260She wakes; and I entreated her come forth,
261And acquit this work of heaven with patience:
262Just then a noise did scare me from the tomb;
263And she, too desperate, would not go with me,
264Simply, as information technology seems, did violence on herself.
265All this I know; and to the marriage
266Her nurse is privy: and, if aught in this
267Miscarried by my mistake, permit my former life
268Be sacrificed, some hr before his time,
269Unto the rigour of severest constabulary.
PRINCE
270We still accept known thee for a holy man.

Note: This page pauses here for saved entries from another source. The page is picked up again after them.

//! Game state and core simulation types
//!
//! The simulation owns everything here. Presentation and the menu layer only
//! ever see it through shared references.

use glam::Vec2;
use rand::SeedableRng;
use rand_pcg::Pcg32;
use serde::{Deserialize, Serialize};

use super::effects::Effects;
use super::geom::Rect;
use crate::consts::*;
use crate::tuning::{LevelParams, level_params};

/// Stable platform identifier. Dependents refer to platforms by id, never by
/// reference, so recycling a platform is a pure id-keyed update.
#[derive(Debug, Clone, Copy, PartialEq, Eq, Hash, PartialOrd, Ord, Serialize)]
pub struct PlatformId(pub u32);

/// Visible area in pixels
#[derive(Debug, Clone, Copy, PartialEq, Serialize, Deserialize)]
pub struct Viewport {
    pub width: f32,
    pub height: f32,
}

impl Default for Viewport {
    fn default() -> Self {
        Self {
            width: DEFAULT_SCREEN_WIDTH,
            height: DEFAULT_SCREEN_HEIGHT,
        }
    }
}

impl Viewport {
    /// Top edge of the full-width ground platform
    pub fn ground_top(&self) -> f32 {
        self.height - GROUND_HEIGHT
    }
}

/// Current phase of gameplay
#[derive(Debug, Clone, Copy, PartialEq, Eq, Serialize)]
pub enum GamePhase {
    /// No level loaded yet
    Idle,
    /// Active gameplay
    Playing,
    /// Frozen by the player; resumes exactly where it stopped
    Paused,
    /// Player reached the end of the level
    LevelComplete,
    /// Out of lives
    Defeat,
}

/// Things that happened during a frame, drained by the session layer
#[derive(Debug, Clone, PartialEq, Serialize)]
pub enum GameEvent {
    Jumped,
    Collected { score: u64 },
    Slowed,
    LifeLost { lives: u8 },
    Defeat { score: u64 },
    LevelComplete { level: u32, score: u64 },
    PlatformRecycled { id: PlatformId },
    PursuitActivated,
    PursuitGaveUp,
}

/// The runner
#[derive(Debug, Clone, Serialize)]
pub struct Player {
    /// Top-left corner
    pub pos: Vec2,
    pub size: Vec2,
    pub velocity_y: f32,
    pub jumping: bool,
    pub slowed: bool,
    pub slow_timer: u32,
    pub facing_right: bool,
}

impl Default for Player {
    fn default() -> Self {
        Self {
            pos: Vec2::new(PLAYER_SPAWN_X, 0.0),
            size: Vec2::new(PLAYER_WIDTH, PLAYER_HEIGHT),
            velocity_y: 0.0,
            jumping: false,
            slowed: false,
            slow_timer: 0,
            facing_right: true,
        }
    }
}

impl Player {
    pub fn rect(&self) -> Rect {
        Rect::from_pos_size(self.pos, self.size)
    }

    pub fn center(&self) -> Vec2 {
        self.pos + self.size * 0.5
    }

    /// Midpoint of the bottom edge
    pub fn feet(&self) -> Vec2 {
        Vec2::new(self.pos.x + self.size.x * 0.5, self.pos.y + self.size.y)
    }

    /// Stand at the spawn point on top of a surface
    pub fn respawn(&mut self, surface_top: f32) {
        self.pos = Vec2::new(PLAYER_SPAWN_X, surface_top - self.size.y);
        self.velocity_y = 0.0;
        self.jumping = false;
        self.slowed = false;
        self.slow_timer = 0;
    }
}

/// A rooftop
#[derive(Debug, Clone, Serialize)]
pub struct Platform {
    pub id: PlatformId,
    pub pos: Vec2,
    pub size: Vec2,
    pub color: u32,
}

impl Platform {
    pub fn rect(&self) -> Rect {
        Rect::from_pos_size(self.pos, self.size)
    }

    pub fn right(&self) -> f32 {
        self.pos.x + self.size.x
    }

    pub fn top(&self) -> f32 {
        self.pos.y
    }
}

/// Static obstacle that slows the player on contact
#[derive(Debug, Clone, Serialize)]
pub struct Hazard {
    pub pos: Vec2,
    pub size: Vec2,
    pub platform_id: PlatformId,
    pub color: u32,
}

impl Hazard {
    pub fn rect(&self) -> Rect {
        Rect::from_pos_size(self.pos, self.size)
    }
}

/// Bonus item. `collected` only ever goes false -> true.
#[derive(Debug, Clone, Serialize)]
pub struct Collectible {
    pub pos: Vec2,
    pub size: Vec2,
    pub collected: bool,
    pub platform_id: PlatformId,
    pub color: u32,
}

impl Collectible {
    pub fn rect(&self) -> Rect {
        Rect::from_pos_size(self.pos, self.size)
    }
}

/// Alien walking leftward on its own, costs a life on contact
#[derive(Debug, Clone, Serialize)]
pub struct PatrolHazard {
    pub pos: Vec2,
    pub size: Vec2,
    /// Own leftward speed on top of the world scroll
    pub speed: f32,
    pub platform_id: PlatformId,
    pub color: u32,
}

impl PatrolHazard {
    pub fn rect(&self) -> Rect {
        Rect::from_pos_size(self.pos, self.size)
    }
}

/// The chasing alien. Sleeps for a while, then closes in from the left.
#[derive(Debug, Clone, Serialize)]
pub struct PursuitHazard {
    pub pos: Vec2,
    pub size: Vec2,
    pub speed: f32,
    pub acceleration: f32,
    pub active: bool,
    pub activation_timer: u32,
    pub color: u32,
}

impl PursuitHazard {
    pub fn new(viewport: &Viewport, base_speed: f32) -> Self {
        let mut pursuit = Self {
            pos: Vec2::ZERO,
            size: Vec2::new(PURSUIT_WIDTH, PURSUIT_HEIGHT),
            speed: 0.0,
            acceleration: PURSUIT_ACCELERATION,
            active: false,
            activation_timer: 0,
            color: PURSUIT_COLOR,
        };
        pursuit.pos.y = viewport.height - PURSUIT_RISE;
        pursuit.reset(base_speed);
        pursuit
    }

    /// Back to the pre-activation pose. Height is kept.
    pub fn reset(&mut self, base_speed: f32) {
        self.pos.x = PURSUIT_SPAWN_X;
        self.speed = base_speed * PURSUIT_START_FACTOR;
        self.active = false;
        self.activation_timer = PURSUIT_ACTIVATION_FRAMES;
    }

    pub fn max_speed(base_speed: f32) -> f32 {
        base_speed * PURSUIT_MAX_FACTOR
    }

    pub fn rect(&self) -> Rect {
        Rect::from_pos_size(self.pos, self.size)
    }
}

/// Entity pool for one level
///
/// Platforms are kept in creation order and never removed mid-level, so a
/// platform's id is also its index. The last platform is the finish line.
#[derive(Debug, Clone, Default, Serialize)]
pub struct World {
    pub platforms: Vec<Platform>,
    pub hazards: Vec<Hazard>,
    pub collectibles: Vec<Collectible>,
    pub patrols: Vec<PatrolHazard>,
    pub pursuit: Option<PursuitHazard>,
}

impl World {
    pub fn clear(&mut self) {
        self.platforms.clear();
        self.hazards.clear();
        self.collectibles.clear();
        self.patrols.clear();
        self.pursuit = None;
    }

    pub fn platform(&self, id: PlatformId) -> Option<&Platform> {
        self.platforms.get(id.0 as usize).filter(|p| p.id == id)
    }

    /// Id the next generated platform will get
    pub fn next_platform_id(&self) -> PlatformId {
        PlatformId(self.platforms.len() as u32)
    }

    /// The platform whose far end completes the level
    pub fn finish(&self) -> Option<&Platform> {
        self.platforms.last()
    }

    /// Right edge of the furthest platform (where the runway currently ends)
    pub fn runway_end(&self) -> Option<f32> {
        self.platforms
            .iter()
            .map(Platform::right)
            .max_by(|a, b| a.total_cmp(b))
    }
}

/// Complete simulation state
#[derive(Debug, Clone, Serialize)]
pub struct SimulationState {
    /// Run seed for reproducibility
    pub seed: u64,
    pub viewport: Viewport,
    /// Current level, 1-based. Goes to FINAL_LEVEL + 1 on victory.
    pub level: u32,
    pub params: LevelParams,
    pub score: u64,
    pub lives: u8,
    /// Scroll speed this frame (base speed, or reduced while slowed)
    pub current_speed: f32,
    pub camera_offset: f32,
    pub invulnerable: bool,
    pub invulnerable_timer: u32,
    pub phase: GamePhase,
    /// Frames simulated in the current level
    pub frame: u64,
    pub player: Player,
    pub world: World,
    pub effects: Effects,
    /// Events since the last drain
    #[serde(skip)]
    pub events: Vec<GameEvent>,
    #[serde(skip)]
    pub(crate) rng: Pcg32,
}

impl SimulationState {
    /// Create an idle state; call [`SimulationState::load_level`] to play
    pub fn new(viewport: Viewport, seed: u64) -> Self {
        let params = level_params(1);
        Self {
            seed,
            viewport,
            level: 1,
            current_speed: params.base_speed,
            params,
            score: 0,
            lives: START_LIVES,
            camera_offset: 0.0,
            invulnerable: false,
            invulnerable_timer: 0,
            phase: GamePhase::Idle,
            frame: 0,
            player: Player::default(),
            world: World::default(),
            effects: Effects::new(seed),
            events: Vec::new(),
            rng: Pcg32::seed_from_u64(seed),
        }
    }

    /// Reset score and lives for a fresh run at level 1
    pub fn reset_run(&mut self) {
        self.score = 0;
        self.lives = START_LIVES;
        self.level = 1;
    }

    /// Tear down the current level and generate `self.level` from scratch.
    /// Score and lives carry over.
    pub fn load_level(&mut self) {
        self.params = level_params(self.level);
        self.current_speed = self.params.base_speed;
        self.camera_offset = 0.0;
        self.invulnerable = false;
        self.invulnerable_timer = 0;
        self.frame = 0;
        self.effects.clear();
        self.events.clear();

        super::generate::generate_level(
            &mut self.world,
            self.level,
            &self.params,
            &self.viewport,
            &mut self.rng,
        );

        let spawn_top = self
            .world
            .platforms
            .first()
            .map_or(self.viewport.ground_top(), Platform::top);
        self.player.respawn(spawn_top);
        self.phase = GamePhase::Playing;

        log::info!(
            "Level {} generated: {} platforms, {} hazards, {} collectibles, {} patrols, pursuit={}",
            self.level,
            self.world.platforms.len(),
            self.world.hazards.len(),
            self.world.collectibles.len(),
            self.world.patrols.len(),
            self.world.pursuit.is_some()
        );
    }

    pub fn is_running(&self) -> bool {
        self.phase == GamePhase::Playing
    }

    /// Player sprite should be drawn this frame (blinks while invulnerable)
    pub fn player_visible(&self) -> bool {
        !self.invulnerable || (self.invulnerable_timer / 5) % 2 == 0
    }

    /// Take all events raised since the last call
    pub fn drain_events(&mut self) -> Vec<GameEvent> {
        std::mem::take(&mut self.events)
    }
}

271Where's Romeo's human being? what can he say in this?
BALTHASAR
272I brought my master news of Juliet's death;
273. post: cracking haste.
273And then in post he came from Mantua
274To this same identify, to this same monument.
275This letter he early on bid me give his father,
276And threatened me with death, going in the vault,
277If I departed not and left him there.
PRINCE
278Give me the alphabetic character; I will look on it.

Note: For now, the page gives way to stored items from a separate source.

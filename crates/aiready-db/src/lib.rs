use sqlx::{postgres::PgPoolOptions, PgPool};
use std::{env, time::Duration};
use thiserror::Error;

const DEFAULT_MAX_CONNECTIONS: u32 = 10;
const DEFAULT_MIN_CONNECTIONS: u32 = 1;
const DEFAULT_ACQUIRE_TIMEOUT_SECS: u64 = 10;

// Path relative to crates/aiready-db/Cargo.toml; resolves to <workspace-root>/migrations/
static MIGRATOR: sqlx::migrate::Migrator = sqlx::migrate!("../../migrations");

#[derive(Debug, Clone, Copy)]
pub struct PoolConfig {
    pub max_connections: u32,
    pub min_connections: u32,
    pub acquire_timeout_secs: u64,
}

impl Default for PoolConfig {
    fn default() -> Self {
        Self {
            max_connections: DEFAULT_MAX_CONNECTIONS,
            min_connections: DEFAULT_MIN_CONNECTIONS,
            acquire_timeout_secs: DEFAULT_ACQUIRE_TIMEOUT_SECS,
        }
    }
}

impl PoolConfig {
    #[must_use]
    pub fn from_env() -> Self {
        Self {
            max_connections: read_u32("AIREADY_DB_MAX_CONNECTIONS", DEFAULT_MAX_CONNECTIONS),
            min_connections: read_u32("AIREADY_DB_MIN_CONNECTIONS", DEFAULT_MIN_CONNECTIONS),
            acquire_timeout_secs: read_u64(
                "AIREADY_DB_ACQUIRE_TIMEOUT_SECS",
                DEFAULT_ACQUIRE_TIMEOUT_SECS,
            ),
        }
    }

    /// Pool settings from already-parsed application config.
    #[must_use]
    pub fn from_app_config(config: &aiready_core::AppConfig) -> Self {
        Self {
            max_connections: config.db_max_connections,
            min_connections: config.db_min_connections,
            acquire_timeout_secs: config.db_acquire_timeout_secs,
        }
    }
}

#[derive(Debug, Error)]
pub enum DbError {
    #[error("DATABASE_URL is not set")]
    MissingDatabaseUrl,
    #[error("report payload serialization: {0}")]
    Payload(#[from] serde_json::Error),
    #[error(transparent)]
    Sqlx(#[from] sqlx::Error),
    #[error(transparent)]
    Migration(#[from] sqlx::migrate::MigrateError),
}

/// Connect to a Postgres pool using explicit URL and config.
///
/// # Errors
///
/// Returns [`sqlx::Error`] if the connection cannot be established.
pub async fn connect_pool(database_url: &str, config: PoolConfig) -> Result<PgPool, sqlx::Error> {
    PgPoolOptions::new()
        .max_connections(config.max_connections)
        .min_connections(config.min_connections)
        .acquire_timeout(Duration::from_secs(config.acquire_timeout_secs))
        .connect(database_url)
        .await
}

/// Connect to a Postgres pool, reading `DATABASE_URL` and pool settings from env.
///
/// # Errors
///
/// Returns [`DbError::MissingDatabaseUrl`] if `DATABASE_URL` is unset, or
/// [`DbError::Sqlx`] if the connection cannot be established.
pub async fn connect_pool_from_env() -> Result<PgPool, DbError> {
    let database_url = env::var("DATABASE_URL").map_err(|_| DbError::MissingDatabaseUrl)?;
    let config = PoolConfig::from_env();
    connect_pool(&database_url, config)
        .await
        .map_err(DbError::from)
}

/// Run all pending migrations against the pool.
///
/// # Errors
///
/// Returns [`sqlx::migrate::MigrateError`] if any migration fails.
pub async fn run_migrations(pool: &PgPool) -> Result<(), sqlx::migrate::MigrateError> {
    MIGRATOR.run(pool).await
}

/// Send a `SELECT 1` to verify the pool has a live connection.
///
/// # Errors
///
/// Returns [`sqlx::Error`] if the query fails.
pub async fn ping(pool: &PgPool) -> Result<(), sqlx::Error> {
    sqlx::query_scalar::<_, i64>("SELECT 1")
        .fetch_one(pool)
        .await?;
    Ok(())
}

/// Run a full health check: ping the pool and return a typed error on failure.
///
/// # Errors
///
/// Returns [`DbError`] if the ping fails.
pub async fn health_check(pool: &PgPool) -> Result<(), DbError> {
    ping(pool).await?;
    Ok(())
}

fn read_u32(var: &str, default: u32) -> u32 {
    env::var(var)
        .ok()
        .and_then(|v| v.parse::<u32>().ok())
        .unwrap_or(default)
}

fn read_u64(var: &str, default: u64) -> u64 {
    env::var(var)
        .ok()
        .and_then(|v| v.parse::<u64>().ok())
        .unwrap_or(default)
}


pub mod reports;

pub use reports::{get_history, insert_report, list_reports, ReportRow};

279Where is the county's page, that raised the watch?
280. what made your primary in this identify?: what was your main doing in this place?

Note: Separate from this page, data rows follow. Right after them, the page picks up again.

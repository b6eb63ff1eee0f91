use thiserror::Error;

/// Errors that abort an analysis request before a [`aiready_core::Report`]
/// can be produced. Fetch-level problems are NOT here; they recover into a
/// degraded report via [`FetchFailure`].
#[derive(Debug, Error)]
pub enum AnalyzerError {
    #[error("invalid URL \"{url}\": {reason}")]
    InvalidUrl { url: String, reason: String },

    #[error("HTTP client error: {0}")]
    Http(#[from] reqwest::Error),

    #[error("reports carry different schema versions ({version_a} vs {version_b}) and cannot be compared")]
    IncompatibleSchemaVersion { version_a: u32, version_b: u32 },
}

/// Fetch failures. Each variant maps to a degraded report with
/// `fetch_ok = false` and zero scores, never an aborted pipeline.
#[derive(Debug, Error)]
pub enum FetchFailure {
    #[error("request timed out after {timeout_secs}s")]
    Timeout { timeout_secs: u64 },

    #[error("host unreachable: {reason}")]
    Unreachable { reason: String },

    #[error("declared body size {content_length} exceeds the cap of {max_bytes} bytes")]
    TooLarge {
        content_length: u64,
        max_bytes: usize,
    },

    #[error("HTTP error status {status}")]
    HttpStatus { status: u16 },

    #[error("redirect limit of {limit} hops exceeded")]
    TooManyRedirects { limit: usize },
}

impl FetchFailure {
    /// The HTTP status carried by the failure, when one was received.
    #[must_use]
    pub fn http_status(&self) -> Option<u16> {
        match self {
            FetchFailure::HttpStatus { status } => Some(*status),
            _ => None,
        }
    }
}
//! URL canonicalization: the stable identity key for history tracking.
//!
//! The canonical form is what gets fetched, reported, and used as the
//! History Store key, so lookups for "the same site" are stable no matter
//! how the URL was originally typed.

use crate::error::AnalyzerError;

/// Canonicalizes a URL string.
///
/// Normalization applied:
/// - scheme and host lowercased (via URL parsing)
/// - default ports (`:80`, `:443`) stripped
/// - fragment dropped
/// - trailing slashes trimmed from the path (`/pricing/` → `/pricing`,
///   bare root `https://example.com/` → `https://example.com`)
///
/// Query strings are preserved; they can select materially different
/// content. Idempotent: canonicalizing a canonical URL is a no-op.
///
/// # Errors
///
/// Returns [`AnalyzerError::InvalidUrl`] if the input is not an absolute
/// HTTP or HTTPS URL with a host. This is checked before any network access.
pub fn canonicalize(raw: &str) -> Result<String, AnalyzerError> {
    let trimmed = raw.trim();
    let mut url = reqwest::Url::parse(trimmed).map_err(|e| AnalyzerError::InvalidUrl {
        url: raw.to_owned(),
        reason: e.to_string(),
    })?;

    match url.scheme() {
        "http" | "https" => {}
        other => {
            return Err(AnalyzerError::InvalidUrl {
                url: raw.to_owned(),
                reason: format!("unsupported scheme \"{other}\""),
            })
        }
    }

    if url.host_str().is_none() {
        return Err(AnalyzerError::InvalidUrl {
            url: raw.to_owned(),
            reason: "missing host".to_owned(),
        });
    }

    url.set_fragment(None);

    let path = url.path().to_owned();
    if path != "/" && path.ends_with('/') {
        url.set_path(path.trim_end_matches('/'));
    }

    // The url parser keeps a bare "/" path when serializing; trim it so the
    // root form is "https://example.com" (only safe when no query follows).
    let mut out = url.to_string();
    if url.query().is_none() && out.ends_with('/') {
        out.pop();
    }

    Ok(out)
}
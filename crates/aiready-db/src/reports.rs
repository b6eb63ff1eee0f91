//! Database operations for the `reports` table.
//!
//! The store is a plain append-only key-value shape: each row is a
//! self-contained Report keyed by canonical URL, so concurrent analyses of
//! the same URL never race; there is no read-modify-write anywhere.

use chrono::{DateTime, Utc};
use serde_json::Value;
use sqlx::PgPool;

use aiready_core::Report;

use crate::DbError;

// ---------------------------------------------------------------------------
// Row type
// ---------------------------------------------------------------------------

/// A row from the `reports` table.
#[derive(Debug, Clone, sqlx::FromRow)]
pub struct ReportRow {
    pub id: i64,
    pub canonical_url: String,
    pub fetched_at: DateTime<Utc>,
    pub fetch_ok: bool,
    pub schema_version: i32,
    pub aggregate: f64,
    /// Full Report payload as stored.
    pub report: Value,
    pub created_at: DateTime<Utc>,
}

impl ReportRow {
    /// Deserializes the stored payload back into a [`Report`].
    ///
    /// # Errors
    ///
    /// Returns [`DbError::Payload`] if the stored JSON no longer matches the
    /// Report shape (e.g., written by an incompatible build).
    pub fn into_report(self) -> Result<Report, DbError> {
        Ok(serde_json::from_value(self.report)?)
    }
}

// ---------------------------------------------------------------------------
// Queries
// ---------------------------------------------------------------------------

/// Insert a Report and return its generated id.
///
/// The canonical URL, fetch flag, schema version, and aggregate score are
/// stored alongside the JSONB payload so lookups and listings never unpack it.
///
/// # Errors
///
/// Returns [`DbError::Payload`] if the Report cannot be serialized, or
/// [`DbError::Sqlx`] if the insert fails.
pub async fn insert_report(pool: &PgPool, report: &Report) -> Result<i64, DbError> {
    let payload = serde_json::to_value(report)?;
    let schema_version = i32::try_from(report.schema_version).unwrap_or(i32::MAX);

    let id: i64 = sqlx::query_scalar(
        "INSERT INTO reports \
             (canonical_url, fetched_at, fetch_ok, schema_version, aggregate, report) \
         VALUES ($1, $2, $3, $4, $5, $6) \
         RETURNING id",
    )
    .bind(&report.url)
    .bind(report.fetched_at)
    .bind(report.fetch_ok)
    .bind(schema_version)
    .bind(report.scores.aggregate)
    .bind(payload)
    .fetch_one(pool)
    .await?;

    Ok(id)
}

/// Return the latest and previous Reports for a canonical URL.
///
/// Ordered by `fetched_at DESC` then `id DESC`. A URL with exactly one prior
/// scan yields `(Some(latest), None)`: not an error.
///
/// # Errors
///
/// Returns [`DbError::Sqlx`] if the query fails.
pub async fn get_history(
    pool: &PgPool,
    canonical_url: &str,
) -> Result<(Option<ReportRow>, Option<ReportRow>), DbError> {
    let mut rows = sqlx::query_as::<_, ReportRow>(
        "SELECT id, canonical_url, fetched_at, fetch_ok, schema_version, aggregate, report, created_at \
         FROM reports \
         WHERE canonical_url = $1 \
         ORDER BY fetched_at DESC, id DESC \
         LIMIT 2",
    )
    .bind(canonical_url)
    .fetch_all(pool)
    .await?;

    let latest = if rows.is_empty() {
        None
    } else {
        Some(rows.remove(0))
    };
    let previous = rows.pop();

    Ok((latest, previous))
}

/// List recent Reports, optionally filtered by canonical URL.
///
/// Results are ordered by `fetched_at DESC` then `id DESC`.
///
/// # Errors
///
/// Returns [`DbError::Sqlx`] if the query fails.
pub async fn list_reports(
    pool: &PgPool,
    canonical_url: Option<&str>,
    limit: i64,
) -> Result<Vec<ReportRow>, DbError> {
    let rows = match canonical_url {
        Some(url) => {
            sqlx::query_as::<_, ReportRow>(
                "SELECT id, canonical_url, fetched_at, fetch_ok, schema_version, aggregate, report, created_at \
                 FROM reports \
                 WHERE canonical_url = $1 \
                 ORDER BY fetched_at DESC, id DESC \
                 LIMIT $2",
            )
            .bind(url)
            .bind(limit)
            .fetch_all(pool)
            .await?
        }
        None => {
            sqlx::query_as::<_, ReportRow>(
                "SELECT id, canonical_url, fetched_at, fetch_ok, schema_version, aggregate, report, created_at \
                 FROM reports \
                 ORDER BY fetched_at DESC, id DESC \
                 LIMIT $1",
            )
            .bind(limit)
            .fetch_all(pool)
            .await?
        }
    };

    Ok(rows)
}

280Sirrah, what made your master in this identify?
Folio
281He came with flowers to strew his lady's grave;
282And bid me stand aloof, and so I did:
283Anon comes one with light to ope the tomb;
284And by and by my master drew on him;
285And then I ran abroad to phone call the watch.
PRINCE
286This letter doth make good the friar'due south words,
287Their course of love, the tidings of her death:
288And here he writes that he did purchase a poison
289Of a poor 'pothecary, and therewithal
290Came to this vault to dice, and lie with Juliet.
291Where exist these enemies? Capulet! Montague!
292Meet, what a scourge is laid upon your hate,
293. kill your joys: (1) turn your joys to sorrows; (2) impale your children. with love: by ways of dearest. 294.winking at: shutting my eyes to.
295.brace: pair [Mercutio and Paris].
293That heaven finds means to kill your joys with dear.
294And I for winking at your discords besides
295Take lost a brace of kinsmen: all are punish'd.
CAPULET
296O brother Montague, give me thy hand:
297. This: i.e., the handshake. jointure: spousal relationship portion.
297This is my daughter'southward jointure, for no more than
298Can I demand.
MONTAGUE
298 But I tin give thee more,
299. ray: array, have made.
299For I will ray her statue in pure gold;
300That while Verona by that name is known,
301. rate: value.
301There shall no figure at such rate exist set
302Every bit that of true and faithful Juliet.
CAPULET
303As rich shall Romeo's by his lady's lie;
304Poor sacrifices of our enmity!
PRINCE
305A glooming peace this morning time with it brings;
306The sun, for sorrow, will not prove his caput
307Go hence, to have more than talk of these deplorable things;
308Some shall be pardon'd, and some punished:
309For never was a story of more woe
310Than this of Juliet and her Romeo.